### [TASK TO COMPLETE]
All of the records shown below need to be copied with no differences.

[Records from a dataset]
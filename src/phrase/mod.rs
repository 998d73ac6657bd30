mod aggregate;

#[cfg(test)]
mod tests;

pub use aggregate::aggregate;

/// Trim and lowercase raw input; the result is the phrase record key
pub fn normalize(text: &str) -> String {
    text.trim().to_lowercase()
}

/// Lowercase ASCII letter runs of `text`, in order
///
/// Every other character is a delimiter and dropped.
pub fn extract_words(text: &str) -> Vec<&str> {
    text.split(|c: char| !c.is_ascii_lowercase())
        .filter(|w| !w.is_empty())
        .collect()
}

### [OUTPUT OF THE EXERCISE]
filename src/phrase/mod.rs
repository 998d73ac6657bd30
mod aggregate;

#[cfg(test)]
mod tests;

pub use aggregate::aggregate;

/// Trim and lowercase raw input; the result is the phrase record key
pub fn normalize(text: &str) -> String {
    text.trim().to_lowercase()
}

/// Lowercase ASCII letter runs of `text`, in order
///
/// Every other character is a delimiter and dropped.
pub fn extract_words(text: &str) -> Vec<&str> {
    text.split(|c: char| !c.is_ascii_lowercase())
        .filter(|w| !w.is_empty())
        .collect()
}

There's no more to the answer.